Flight Path also contains a large amount of history about the Hartsfield-Jackson International Airport that exceeds Palmer's lifetime by decades. As urban history frequently does, Flight Path marries Palmer's own narrative with the history of Atlanta's airport in a multi-disciplinary work of urban geography, urban sociology, and social history. Her vast knowledge of the airport's history shapes the book into more than a memoir, but also a work of urban history which demonstrates the intimate relationship between Hartsfield-Jackson's growth and the spread of urbanization, and the effects these had in relation to Atlanta communities, race, and politics.

== Reception ==
Flight Path has received several accolades since its publication, including an Independent Publisher Book Award for Essay/Creative Non-Fiction in 2018 and a starred review from Booklist.
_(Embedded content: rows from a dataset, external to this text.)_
pub mod linalg;

pub use linalg::*;

use serde::{Deserialize, Serialize};

/// One calibrated IMU read as delivered by the acquisition side.
///
/// `accel` is in g (before `accel_scale`), `gyro` in the sensor's native
/// rate unit (deg/s for the default conditioner).
#[derive(Clone, Debug, Default, PartialEq, Serialize, Deserialize)]
pub struct ImuReading {
    pub accel: [f64; 3],
    pub gyro: [f64; 3],
    pub mag: Option<[f64; 3]>,
    pub temperature: f64,
    pub pressure_hpa: f64,
}

/// Input to one filter step.
#[derive(Clone, Debug, PartialEq, Serialize, Deserialize)]
pub struct SensorSample {
    /// Seconds since the session started
    pub timestamp: f64,
    pub accel: [f64; 3],
    pub gyro: [f64; 3],
    pub mag: Option<[f64; 3]>,
    /// Seconds since the previous sample, must be > 0 to move the filter
    pub dt: f64,
}

impl SensorSample {
    pub fn from_reading(reading: &ImuReading, timestamp: f64, dt: f64) -> Self {
        Self {
            timestamp,
            accel: reading.accel,
            gyro: reading.gyro,
            mag: reading.mag,
            dt,
        }
    }
}

/// Most recent GPS fix, overwritten wholesale by the GPS task.
#[derive(Clone, Debug, PartialEq, Serialize, Deserialize)]
pub struct GpsFix {
    pub latitude: f64,
    pub longitude: f64,
    pub altitude: f64,
    pub satellites: i32,
    pub valid: bool,
}

impl Default for GpsFix {
    fn default() -> Self {
        Self {
            latitude: 0.0,
            longitude: 0.0,
            altitude: 0.0,
            satellites: 0,
            valid: false,
        }
    }
}

impl GpsFix {
    pub fn status(&self) -> &'static str {
        if self.valid {
            "valid"
        } else {
            "invalid"
        }
    }
}

/// What the engine hands to logging and transport after one step.
#[derive(Clone, Debug, PartialEq, Serialize, Deserialize)]
pub struct AttitudeEstimate {
    pub timestamp: f64,
    /// Raw filter output, unit norm
    pub orientation: crate::quaternion::Quaternion,
    /// Moving-average output (not renormalized); equals `orientation`
    /// when smoothing is disabled
    pub smoothed: crate::quaternion::Quaternion,
    /// rad/s, bias-compensating variant only
    pub gyro_bias: Option<[f64; 3]>,
    pub filter: String,
}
Palmer was awarded the Judy Turner Prize in 2017 at the Decatur Book Festival for her memoir Flight Path: A Search for Roots Beneath the World's Busiest Airport. This award was given by the Atlanta Journal-Constitution in recognition of Palmer's contribution to the community in Atlanta, Georgia.

=== Reviews ===
In her starred review for Booklist, Colleen Mondor writes that Flight Path is a "sparkling gem" and a "passionate and gorgeously written reminder of why urban planning matters." Publishers Weekly praises Palmer as she "makes it easy to root for her and trust her candid insights into questionable policies and current efforts at 'airport urbanism'."  Kirkus calls Flight Path a "thoughtful, eclectic account of what infrastructure progress can leave in its wake," and Atlanta Magazine describes the book as "a persuasive memoir that uses personal history to construct a troubling indictment of the airport's relentless expansion."

== Legacy ==
Palmer was the winner of the 2018 Independent Book Publishers Award. Since publishing Flight Path, she has been partnering with municipalities on the South Side of Atlanta to advocate on behalf of the people and places displaced by the airport. Now an urban designer, she writes for venues such as CNN, Art Papers, Atlanta magazine, and ATL Studios, planning for projects around the world.

== Cover ==
Hannah Palmer graces the cover with her two-year-old son on an empty parking lot near the Hartsfield-Jackson International airport.

== Publication ==
Flight Path was published on April 4, 2017 by Hub City Press.